Equity   Common stock, $0.01 par value per share   Rules 457(c) and 457(h)   12,555,583(2)   $3.23(3)   $40,554,533    0.0000927    $3,759
               
Equity   Common stock, $0.01 par value per share   Rules 457(c) and 457(h)   13,219,837(4)   $2.52(5)   $33,313,989    0.0000927    $3,088
               
Equity   Common stock, $0.01 par value per share   Rules 457(c) and 457(h)   95,268(6)   $2.52(5)   $240,075    0.0000927    $22
               
Equity   Common stock, $0.01 par value per share   Rules 457(c) and 457(h)   350,000(7)   $2.52(5)   $882,000    0.0000927    $82
         
Total Offering Amounts     $74,990,598      $6,952
         
Total Fee Offsets (8)        
         
Net Fee Due               $6,952

 

(1)

Pursuant to Rule 416(a) under the Securities Act of 1933, as amended (the “Securities Act”), this registration statement on Form S-8 (“Registration Statement”) shall also cover any additional shares of the common stock of Agenus Inc. (the “Registrant”) that become issuable in respect of the securities identified in the above table by reason of any stock dividend, stock split, recapitalization or other similar transaction effected without the Registrant’s receipt of consideration that results in an increase in the number of the outstanding shares of the Registrant’s common stock.

 

(2)

Represents shares of Common Stock reserved for issuance upon exercise or settlement of awards pursuant to under the Registrant’s Amended and Restated 2019 Equity Incentive Plan (the “EIP”) and that are outstanding as of the date of this Registration Statement.

 

(3)

Estimated solely for the purpose of calculating the registration fee pursuant to Rule 457 of the Securities Act of 1933. For the shares of Common Stock reserved for issuance upon the exercise of outstanding awards granted under the EIP, the Proposed Maximum Offering Price Per Unit is $3.23, which is the weighted average exercise price (rounded to the nearest cent) of the outstanding awards under the EIP.

 

(4)

Represents shares of Common Stock reserved for issuance under the EIP.

 

(5)

Estimated solely for the purpose of determining the registration fee pursuant to the provisions of Rule 457(c) and Rule 457(h) under the Securities Act.

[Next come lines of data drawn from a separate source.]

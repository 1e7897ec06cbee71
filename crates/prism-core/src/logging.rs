//! Logging system for the Prism presentation foundation
//!
//! Messages are emitted through `tracing`. On top of the subscriber's own
//! filter this module adds per-category levels and rate limiting, which keeps
//! per-frame failures (a broken trigger action re-firing every update) from
//! flooding the log.

use crate::config::LoggingConfig;
use crate::error::{PrismError, Result};
use parking_lot::{Mutex, RwLock};
use serde::{Deserialize, Serialize};
use std::collections::HashMap;
use std::fmt;
use std::str::FromStr;
use std::sync::OnceLock;
use std::time::{Duration, Instant};
use tracing_subscriber::EnvFilter;

/// Log levels, least severe first
#[derive(Debug, Clone, Copy, PartialEq, Eq, PartialOrd, Ord, Hash, Serialize, Deserialize)]
pub enum LogLevel {
    Trace,
    Debug,
    Info,
    Warn,
    Error,
}

impl LogLevel {
    pub fn as_str(&self) -> &'static str {
        match self {
            LogLevel::Trace => "trace",
            LogLevel::Debug => "debug",
            LogLevel::Info => "info",
            LogLevel::Warn => "warn",
            LogLevel::Error => "error",
        }
    }
}

impl FromStr for LogLevel {
    type Err = PrismError;

    fn from_str(s: &str) -> Result<Self> {
        match s.trim().to_ascii_lowercase().as_str() {
            "trace" => Ok(LogLevel::Trace),
            "debug" => Ok(LogLevel::Debug),
            "info" => Ok(LogLevel::Info),
            "warn" | "warning" => Ok(LogLevel::Warn),
            "error" => Ok(LogLevel::Error),
            other => Err(PrismError::configuration(format!("Unknown log level '{}'", other))),
        }
    }
}

impl fmt::Display for LogLevel {
    fn fmt(&self, f: &mut fmt::Formatter<'_>) -> fmt::Result {
        write!(f, "{}", self.as_str())
    }
}

/// Subsystem a message belongs to. Levels and rate limits are kept per category.
#[derive(Debug, Clone, Copy, PartialEq, Eq, Hash, Serialize, Deserialize)]
pub enum LogCategory {
    Core,
    Properties,
    Uvml,
    Styles,
    /// Trigger evaluation runs every update; defaults to `warn`
    Triggers,
    Content,
}

impl LogCategory {
    pub fn as_str(&self) -> &'static str {
        match self {
            LogCategory::Core => "core",
            LogCategory::Properties => "properties",
            LogCategory::Uvml => "uvml",
            LogCategory::Styles => "styles",
            LogCategory::Triggers => "triggers",
            LogCategory::Content => "content",
        }
    }
}

impl fmt::Display for LogCategory {
    fn fmt(&self, f: &mut fmt::Formatter<'_>) -> fmt::Result {
        write!(f, "{}", self.as_str())
    }
}

/// Fixed window admitting at most `limit` messages per `length`
#[derive(Debug)]
struct RateWindow {
    opened: Instant,
    admitted: u32,
}

impl RateWindow {
    fn new(now: Instant) -> Self {
        Self {
            opened: now,
            admitted: 0,
        }
    }

    fn admit(&mut self, now: Instant, limit: u32, length: Duration) -> bool {
        if now.saturating_duration_since(self.opened) >= length {
            *self = Self::new(now);
        }
        if self.admitted >= limit {
            return false;
        }
        self.admitted += 1;
        true
    }
}

/// Category thresholds resolved from a [`LoggingConfig`], plus rate-limit windows
#[derive(Debug)]
pub struct CategoryFilter {
    default_level: LogLevel,
    levels: HashMap<String, LogLevel>,
    limit: u32,
    window: Duration,
    windows: Mutex<HashMap<String, RateWindow>>,
}

impl CategoryFilter {
    /// Resolve every level string of `config` up front
    pub fn new(config: &LoggingConfig) -> Result<Self> {
        let default_level: LogLevel = config.default_level.parse()?;
        let levels = config
            .category_levels
            .iter()
            .map(|(category, level)| -> Result<(String, LogLevel)> {
                Ok((category.clone(), level.parse()?))
            })
            .collect::<Result<HashMap<_, _>>>()?;

        Ok(Self {
            default_level,
            levels,
            limit: config.max_rate_limit_count,
            window: Duration::from_secs(config.rate_limit_seconds),
            windows: Mutex::new(HashMap::new()),
        })
    }

    pub fn threshold(&self, category: &str) -> LogLevel {
        self.levels.get(category).copied().unwrap_or(self.default_level)
    }

    pub fn is_enabled(&self, category: &str, level: LogLevel) -> bool {
        level >= self.threshold(category)
    }

    /// Count a rate-limited message against the window of `category`
    pub fn admit(&self, category: &str) -> bool {
        self.admit_at(category, Instant::now())
    }

    fn admit_at(&self, category: &str, now: Instant) -> bool {
        let mut windows = self.windows.lock();
        let window = windows
            .entry(category.to_string())
            .or_insert_with(|| RateWindow::new(now));
        window.admit(now, self.limit, self.window)
    }
}

static FILTER: OnceLock<RwLock<CategoryFilter>> = OnceLock::new();

/// Install the category filter and a `tracing` subscriber.
///
/// `RUST_LOG` takes precedence over `default_level` for the subscriber. Calling
/// this again replaces the category filter and keeps the existing subscriber.
pub fn init(config: &LoggingConfig) -> Result<()> {
    reconfigure(config)?;

    let filter = EnvFilter::try_from_default_env()
        .or_else(|_| EnvFilter::try_new(&config.default_level))
        .map_err(|e| PrismError::configuration(format!("Invalid log filter: {}", e)))?;

    if let Err(e) = tracing_subscriber::fmt()
        .with_env_filter(filter)
        .with_target(true)
        .try_init()
    {
        tracing::debug!("Keeping existing tracing subscriber: {}", e);
    }

    Ok(())
}

/// Replace the category filter without touching the subscriber
pub fn reconfigure(config: &LoggingConfig) -> Result<()> {
    let filter = CategoryFilter::new(config)?;
    if let Err(filter) = FILTER.set(RwLock::new(filter)) {
        if let Some(current) = FILTER.get() {
            *current.write() = filter.into_inner();
        }
    }
    Ok(())
}

/// Backend of the `prism_*` macros
pub fn emit(level: LogLevel, category: LogCategory, message: fmt::Arguments<'_>, rate_limited: bool) {
    let name = category.as_str();
    if let Some(filter) = FILTER.get() {
        let filter = filter.read();
        if !filter.is_enabled(name, level) || (rate_limited && !filter.admit(name)) {
            return;
        }
    }

    match level {
        LogLevel::Trace => tracing::trace!(target: "prism", category = name, "{}", message),
        LogLevel::Debug => tracing::debug!(target: "prism", category = name, "{}", message),
        LogLevel::Info => tracing::info!(target: "prism", category = name, "{}", message),
        LogLevel::Warn => tracing::warn!(target: "prism", category = name, "{}", message),
        LogLevel::Error => tracing::error!(target: "prism", category = name, "{}", message),
    }
}

#[macro_export]
macro_rules! prism_trace {
    ($category:expr, $($arg:tt)*) => {
        $crate::logging::emit($crate::logging::LogLevel::Trace, $category, format_args!($($arg)*), false)
    };
}

#[macro_export]
macro_rules! prism_debug {
    ($category:expr, $($arg:tt)*) => {
        $crate::logging::emit($crate::logging::LogLevel::Debug, $category, format_args!($($arg)*), false)
    };
}

#[macro_export]
macro_rules! prism_info {
    ($category:expr, $($arg:tt)*) => {
        $crate::logging::emit($crate::logging::LogLevel::Info, $category, format_args!($($arg)*), false)
    };
}

#[macro_export]
macro_rules! prism_warn {
    ($category:expr, $($arg:tt)*) => {
        $crate::logging::emit($crate::logging::LogLevel::Warn, $category, format_args!($($arg)*), false)
    };
}

#[macro_export]
macro_rules! prism_error {
    ($category:expr, $($arg:tt)*) => {
        $crate::logging::emit($crate::logging::LogLevel::Error, $category, format_args!($($arg)*), false)
    };
}

// Rate-limited variants for messages that can repeat every update
#[macro_export]
macro_rules! prism_warn_rate_limited {
    ($category:expr, $($arg:tt)*) => {
        $crate::logging::emit($crate::logging::LogLevel::Warn, $category, format_args!($($arg)*), true)
    };
}

#[macro_export]
macro_rules! prism_error_rate_limited {
    ($category:expr, $($arg:tt)*) => {
        $crate::logging::emit($crate::logging::LogLevel::Error, $category, format_args!($($arg)*), true)
    };
}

The proposed maximum offering price per share and the proposed maximum aggregate offering price are calculated on the basis of the average of the high ($2.66) and low ($2.37) sale prices per share of the common stock on the Nasdaq Capital Market as of August 9, 2022, which is a date within five business days prior to filing this Registration Statement.

 

(6)

Represents shares of Common Stock reserved for issuance under the Registrant’s 2019 Employee Stock Purchase Plan (the “ESPP”).

 

(7)

Represents shares of Common Stock reserved for issuance under the Registrant’s Amended and Restated Directors’ Deferred Compensation Plan (the “DDCP”).

 

(8)

The Registrant does not have any fee off-sets.